Она указала на золотые часы, украшенные ангелочками, уютно расположившимися по обе стороны от циферблата; часы отбивали время необыкновенно деликатно и сдержанно, нежным, робким перезвоном, словно осознавая, что тон здесь задает благопристойный бой настенных часов.

– Что с ними не так?

– Они очень красивые. Откуда ты знаешь, что сюда никто не войдет?

– Ну что ты за зануда. Почему ты спрашиваешь?

– Мы могли бы подняться наверх.

– Зачем? – Он снова посмотрел на нее. – Только не говори мне, что хочешь поиграть в электропоезд.

– Скажешь тоже! – Лиза рухнула в кресло и надула губки. – Откуда ты знаешь, вдруг здесь появится твоя мама и?..

– Это исключено, – оборвал ее Марсел. – И что ты так беспокоишься?

Лиза встала и сняла кофту. Теперь она осталась в одной шерстяной футболке фирмы «Штадлер», из тех, что ее родители покупали в Цюрихе.

– Потому что здесь очень жарко, особенно рядом с камином.

– Тогда я тоже разденусь. – Марсел снял свитер и рубашку. Теперь он тоже был в одной шерстяной футболке, только фирмы «Ла-Пастора» из Матаро.

– А если вдруг придет твоя мама и увидит, как нам жарко…

Он нервно рассмеялся:

– Она в Мадриде.

– Она красивая.

– Кто?

Лиза показала на висевший над камином портрет. Элизенда, очень элегантная, совсем молодая, но столь же элегантная, как и теперь, с книгой в руке, глядящая прямо перед собой, глядящая на нее, Лизу, своими искрящимися, до краев наполненными жизнью глазами, казалось, обращается к ней, говорит Лиза, девочка, что, хочешь соблазнить моего сына? но ведь ты ему и в подметки не годишься.

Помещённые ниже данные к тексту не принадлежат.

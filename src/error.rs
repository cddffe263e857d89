//! Error types for call session control

use serde::{Deserialize, Serialize};
use thiserror::Error;

/// Fallback message when the token service fails without explaining why
pub const TOKEN_FALLBACK_MESSAGE: &str = "Failed to get access token";

/// Fallback message for SDK errors that carry no message
pub const UNKNOWN_ERROR_MESSAGE: &str = "Unknown error";

/// Result type for call controller operations
pub type CallResult<T> = Result<T, CallError>;

/// Errors raised while starting, running or stopping a call
#[derive(Debug, Error)]
pub enum CallError {
    /// Microphone access was refused by the user or platform
    #[error("Microphone access denied")]
    PermissionDenied,

    /// Microphone probe failed for a reason other than refusal
    #[error("{message}")]
    Microphone { message: String },

    /// Token service unreachable, malformed response, or explicit failure flag
    #[error("{message}")]
    TokenAcquisition { message: String },

    /// The SDK rejected the session start
    #[error("{message}")]
    SessionStart { message: String },

    /// The SDK emitted an `error` event during a call
    #[error("{message}")]
    SessionRuntime { message: String },

    /// The SDK failed to stop the session (non-fatal)
    #[error("{message}")]
    Stop { message: String },
}

/// Coarse classification of a [`CallError`], exposed to the presentation layer
#[derive(Debug, Clone, Copy, PartialEq, Eq, Serialize, Deserialize)]
#[serde(rename_all = "snake_case")]
pub enum ErrorKind {
    PermissionDenied,
    Microphone,
    TokenAcquisition,
    SessionStart,
    SessionRuntime,
    Stop,
}

impl CallError {
    pub fn token(message: impl Into<String>) -> Self {
        Self::TokenAcquisition {
            message: message.into(),
        }
    }

    pub fn session_start(message: impl Into<String>) -> Self {
        Self::SessionStart {
            message: message.into(),
        }
    }

    /// Build a runtime error from an optional SDK message
    pub fn runtime(message: Option<&str>) -> Self {
        let message = match message {
            Some(m) if !m.is_empty() => m.to_string(),
            _ => UNKNOWN_ERROR_MESSAGE.to_string(),
        };
        Self::SessionRuntime { message }
    }

    pub fn kind(&self) -> ErrorKind {
        match self {
            Self::PermissionDenied => ErrorKind::PermissionDenied,
            Self::Microphone { .. } => ErrorKind::Microphone,
            Self::TokenAcquisition { .. } => ErrorKind::TokenAcquisition,
            Self::SessionStart { .. } => ErrorKind::SessionStart,
            Self::SessionRuntime { .. } => ErrorKind::SessionRuntime,
            Self::Stop { .. } => ErrorKind::Stop,
        }
    }
}

/// Failure to acquire the microphone probe
#[derive(Debug, Clone, Error, PartialEq, Eq)]
pub enum MicrophoneError {
    #[error("microphone access denied")]
    Denied,

    #[error("microphone unavailable: {0}")]
    Unavailable(String),
}

impl From<MicrophoneError> for CallError {
    fn from(err: MicrophoneError) -> Self {
        match err {
            MicrophoneError::Denied => CallError::PermissionDenied,
            MicrophoneError::Unavailable(message) => CallError::Microphone { message },
        }
    }
}

/// Error reported by a calling SDK operation
#[derive(Debug, Clone, Error, PartialEq, Eq)]
#[error("{message}")]
pub struct SdkError {
    pub message: String,
}

impl SdkError {
    pub fn new(message: impl Into<String>) -> Self {
        Self {
            message: message.into(),
        }
    }
}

– Она ведь такая святоша, что неизвестно, что ей придет в голову, если она нас застанет в таком виде.

Тебе-то уж точно не поздоровится, подумал Марсел. Похоже, ты вовсе не против, чтобы нас застали в таком виде, маленькая шлюшка, подумал он. И галантно поцеловал ей руку. Она вытянула ноги поближе к огню и постаралась продлить сей приятный момент, поскольку ей нравилось, когда ей целуют руки. Но вечных поцелуев не бывает.

– Почему ты так хорошо катаешься на лыжах?

– Ну, я давно катаюсь, не знаю, стараюсь почаще приезжать сюда…

– Так ведь я тоже уже давно… – Она пристально посмотрела ему в глаза. – Но ты…

– Для меня снег – это форма существования. Горы, заснеженные деревья, тишина, я скольжу на лыжах, а ветер дует мне в лицо… И все остальные люди – где-то вдали, маленькие точки, которые не говорят, не кричат, не мешают… Для меня это способ понять жизнь. – Он положил рубашку на кресло. – На высоте две тысячи сто метров я – бог.